Una revisione del sistema contributivo che tenga maggiormente in considerazione lo stato economico degli assistiti e una riduzione delle necessità di accedere a servizi a pagamento per poter risolvere attese eccessive sono due priorità importanti per far aumentare l’equità di accesso al SSN. Di contro si assiste a una campagna insistita a favore delle assicurazioni private e della necessità del “secondo pilastro”, che sembra far breccia anche nelle formazioni politiche che hanno sempre difeso il sistema sanitario universale, nella apparente distrazione delle istituzioni sanitarie.

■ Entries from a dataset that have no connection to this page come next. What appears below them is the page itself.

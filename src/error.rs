//! Error values returned by the heap and the storage adapter.

use thiserror::Error;

/// Everything that can go wrong short of failing to reserve the arena.
///
/// None of these leave the heap in a modified state: a rejected call
/// touches neither the block chain nor the usage counters.
#[derive(Clone, Debug, PartialEq, Eq, Error)]
pub enum AllocError {
  /// No free block is large enough for the request.
  #[error("out of memory: requested {requested} bytes, largest free block is {largest_free} bytes")]
  OutOfMemory {
    /// Payload bytes asked for.
    requested: usize,
    /// Size of the largest free block at the time of the request.
    largest_free: usize,
  },

  /// The handle does not name the payload of any block in this heap.
  #[error("handle at offset {offset} does not refer to a block of this heap")]
  InvalidHandle { offset: usize },

  /// The block behind the handle has already been released.
  #[error("block at offset {offset} is already free")]
  DoubleFree { offset: usize },

  /// Payload access through a handle whose block is free.
  #[error("block at offset {offset} is not allocated")]
  NotAllocated { offset: usize },

  /// `count * elem_size` does not fit in `usize`.
  #[error("storage for {count} elements of {elem_size} bytes overflows usize")]
  CapacityOverflow { count: usize, elem_size: usize },

  #[error("invalid heap configuration: {0}")]
  InvalidConfig(String),
}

Non si pensi infine che le differenze tra aree del paese possano essere risolte sacrificando il regionalismo dell’organizzazione sanitaria; queste differenze sono innanzitutto frutto delle diversità economiche e culturali delle popolazioni e solo lavorando sulla maggior omogeneità di queste che si possono ridurre quelle.

Riassumendo

  1. Il Sistema sanitario nazionale, nonostante i problemi, è stato uno strumento essenziale di resilienza alla crisi. Mediamente nel paese non si è assistito a un aumento della rinuncia alle prestazioni
  2. Ci sono differenze tra paesi, ma l’Italia non è distante dalla media europea
  3. La rinuncia alle prestazioni non è rinuncia alle cure; praticamente il Italia nessuno rinuncia integralmente alle cure
  4. La situazione della sanità del Sud è critica, anche a causa dei piani di rientro, e riguarda soprattutto poveri e disoccupati che probabilmente non usufruiscono ancora di esenzioni ticket
  5. L'assistenza sociale dei malati e disabili è il vero problema; in Italia deve essere affrontato al più presto
  6. Favorire lo sviluppo del secondo pilastro avvantaggia i ricchi (spendono più in tasse per finanziare il Sistema sanitario nazionale che un eventuale premio assicurativo privato) e il Ministero dell'Economia, che con le assicurazioni sanitarie private stima una diminuzione di circa il 2% della spesa pubblica
  7. Chi sostiene il secondo pilastro o comunque i fondi privati di legge o di fatto sostitutivi è responsabile del futuro diffondersi di gravi ineguaglianze sociali e di situazioni sanitarie probabilmente preoccupanti non solo per i più deprivati.